BRIEF: Go through the records below line by line and report how many lines include "Clone", giving the number only.

Collected data:

════════════════

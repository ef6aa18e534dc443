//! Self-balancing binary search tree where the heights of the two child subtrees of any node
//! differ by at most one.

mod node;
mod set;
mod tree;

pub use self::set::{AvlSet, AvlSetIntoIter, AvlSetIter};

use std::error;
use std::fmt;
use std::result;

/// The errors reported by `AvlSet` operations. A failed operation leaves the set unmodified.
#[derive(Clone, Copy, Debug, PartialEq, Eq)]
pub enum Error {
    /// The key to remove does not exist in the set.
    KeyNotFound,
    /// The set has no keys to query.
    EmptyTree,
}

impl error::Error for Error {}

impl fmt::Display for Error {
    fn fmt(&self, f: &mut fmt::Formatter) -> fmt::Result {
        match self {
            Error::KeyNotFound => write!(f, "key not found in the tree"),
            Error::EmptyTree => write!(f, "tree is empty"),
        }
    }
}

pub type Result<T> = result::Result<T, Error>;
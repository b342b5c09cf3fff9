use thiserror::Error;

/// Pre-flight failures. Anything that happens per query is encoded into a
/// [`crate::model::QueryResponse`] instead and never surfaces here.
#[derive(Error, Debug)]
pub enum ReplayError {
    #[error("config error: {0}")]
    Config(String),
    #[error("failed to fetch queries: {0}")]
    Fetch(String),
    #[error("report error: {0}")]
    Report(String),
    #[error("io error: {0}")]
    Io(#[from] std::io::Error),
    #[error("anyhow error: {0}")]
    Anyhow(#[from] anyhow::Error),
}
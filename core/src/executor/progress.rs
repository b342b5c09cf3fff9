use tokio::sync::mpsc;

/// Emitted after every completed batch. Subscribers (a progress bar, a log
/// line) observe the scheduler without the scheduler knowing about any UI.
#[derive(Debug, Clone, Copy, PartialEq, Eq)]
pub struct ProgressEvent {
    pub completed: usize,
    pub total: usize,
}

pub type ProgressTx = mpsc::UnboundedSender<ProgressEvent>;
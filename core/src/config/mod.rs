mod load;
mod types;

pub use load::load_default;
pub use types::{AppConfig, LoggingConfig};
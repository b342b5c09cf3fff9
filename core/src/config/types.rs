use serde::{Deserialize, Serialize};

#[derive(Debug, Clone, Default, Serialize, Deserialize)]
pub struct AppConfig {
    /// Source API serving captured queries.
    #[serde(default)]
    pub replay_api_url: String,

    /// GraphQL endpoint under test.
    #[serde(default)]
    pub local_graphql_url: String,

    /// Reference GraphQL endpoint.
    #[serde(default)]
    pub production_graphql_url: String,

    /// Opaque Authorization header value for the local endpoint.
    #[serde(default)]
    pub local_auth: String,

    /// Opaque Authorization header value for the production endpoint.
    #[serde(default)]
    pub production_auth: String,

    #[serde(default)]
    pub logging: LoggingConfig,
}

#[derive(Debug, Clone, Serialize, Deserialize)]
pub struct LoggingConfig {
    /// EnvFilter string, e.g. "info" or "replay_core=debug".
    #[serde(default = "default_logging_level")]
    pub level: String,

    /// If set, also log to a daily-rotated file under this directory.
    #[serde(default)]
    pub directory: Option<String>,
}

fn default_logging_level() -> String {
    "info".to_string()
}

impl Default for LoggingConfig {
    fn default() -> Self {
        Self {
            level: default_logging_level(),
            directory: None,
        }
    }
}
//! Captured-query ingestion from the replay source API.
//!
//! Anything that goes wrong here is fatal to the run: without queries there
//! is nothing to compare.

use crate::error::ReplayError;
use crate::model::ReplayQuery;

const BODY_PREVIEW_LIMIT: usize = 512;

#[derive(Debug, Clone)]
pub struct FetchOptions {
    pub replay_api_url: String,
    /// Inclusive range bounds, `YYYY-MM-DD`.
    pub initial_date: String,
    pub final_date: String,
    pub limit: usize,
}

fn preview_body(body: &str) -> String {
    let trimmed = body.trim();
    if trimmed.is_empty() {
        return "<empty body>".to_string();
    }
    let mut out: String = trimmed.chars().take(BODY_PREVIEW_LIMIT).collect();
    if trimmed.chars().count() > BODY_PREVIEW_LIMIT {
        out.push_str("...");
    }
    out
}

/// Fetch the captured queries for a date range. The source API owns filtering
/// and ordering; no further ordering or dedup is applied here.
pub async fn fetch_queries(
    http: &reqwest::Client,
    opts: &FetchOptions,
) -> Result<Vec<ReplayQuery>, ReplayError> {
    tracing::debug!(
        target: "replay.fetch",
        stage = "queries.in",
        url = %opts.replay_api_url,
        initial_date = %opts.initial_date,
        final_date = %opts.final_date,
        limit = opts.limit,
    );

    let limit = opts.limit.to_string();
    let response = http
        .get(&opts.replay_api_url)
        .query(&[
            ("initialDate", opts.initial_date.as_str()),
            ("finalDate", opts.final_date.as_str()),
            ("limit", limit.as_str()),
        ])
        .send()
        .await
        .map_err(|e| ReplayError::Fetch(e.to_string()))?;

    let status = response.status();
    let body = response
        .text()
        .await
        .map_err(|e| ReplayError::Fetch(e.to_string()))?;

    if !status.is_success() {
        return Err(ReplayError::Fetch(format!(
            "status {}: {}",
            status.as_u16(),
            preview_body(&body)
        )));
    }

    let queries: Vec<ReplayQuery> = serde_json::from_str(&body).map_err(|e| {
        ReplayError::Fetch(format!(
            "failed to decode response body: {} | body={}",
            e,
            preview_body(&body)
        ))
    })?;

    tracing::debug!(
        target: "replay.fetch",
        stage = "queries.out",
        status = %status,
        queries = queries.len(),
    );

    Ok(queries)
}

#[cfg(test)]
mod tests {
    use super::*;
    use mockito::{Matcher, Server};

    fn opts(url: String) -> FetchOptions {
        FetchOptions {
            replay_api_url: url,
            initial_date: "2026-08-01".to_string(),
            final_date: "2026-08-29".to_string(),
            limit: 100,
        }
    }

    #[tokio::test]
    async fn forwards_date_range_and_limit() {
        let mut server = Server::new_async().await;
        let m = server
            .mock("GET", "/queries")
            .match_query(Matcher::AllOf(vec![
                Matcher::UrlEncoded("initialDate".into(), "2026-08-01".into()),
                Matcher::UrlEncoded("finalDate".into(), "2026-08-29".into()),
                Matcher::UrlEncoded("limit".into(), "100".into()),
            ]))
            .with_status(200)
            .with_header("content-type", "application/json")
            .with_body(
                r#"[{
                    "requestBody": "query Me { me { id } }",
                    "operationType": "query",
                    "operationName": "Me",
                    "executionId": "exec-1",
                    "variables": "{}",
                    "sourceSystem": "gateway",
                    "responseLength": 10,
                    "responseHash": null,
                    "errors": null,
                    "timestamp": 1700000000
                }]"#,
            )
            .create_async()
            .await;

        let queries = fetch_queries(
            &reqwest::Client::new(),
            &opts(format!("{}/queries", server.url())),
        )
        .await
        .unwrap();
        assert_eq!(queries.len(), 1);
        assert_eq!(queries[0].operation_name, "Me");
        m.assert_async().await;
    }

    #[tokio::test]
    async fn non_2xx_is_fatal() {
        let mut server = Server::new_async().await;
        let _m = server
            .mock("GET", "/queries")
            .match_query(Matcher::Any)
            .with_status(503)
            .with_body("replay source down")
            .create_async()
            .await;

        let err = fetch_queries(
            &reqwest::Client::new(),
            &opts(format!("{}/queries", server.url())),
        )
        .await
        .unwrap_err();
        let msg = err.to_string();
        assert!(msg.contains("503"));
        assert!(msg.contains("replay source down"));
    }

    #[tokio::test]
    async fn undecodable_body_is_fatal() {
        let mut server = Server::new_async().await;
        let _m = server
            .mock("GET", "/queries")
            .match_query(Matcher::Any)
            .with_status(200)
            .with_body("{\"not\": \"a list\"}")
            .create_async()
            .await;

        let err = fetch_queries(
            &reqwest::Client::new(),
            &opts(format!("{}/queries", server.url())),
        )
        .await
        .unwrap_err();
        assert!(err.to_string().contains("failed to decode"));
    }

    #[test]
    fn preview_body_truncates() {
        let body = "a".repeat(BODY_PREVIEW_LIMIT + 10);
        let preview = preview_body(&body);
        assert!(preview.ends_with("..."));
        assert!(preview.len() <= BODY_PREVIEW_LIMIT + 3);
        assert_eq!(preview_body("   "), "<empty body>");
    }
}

════════════════

REPLY: 5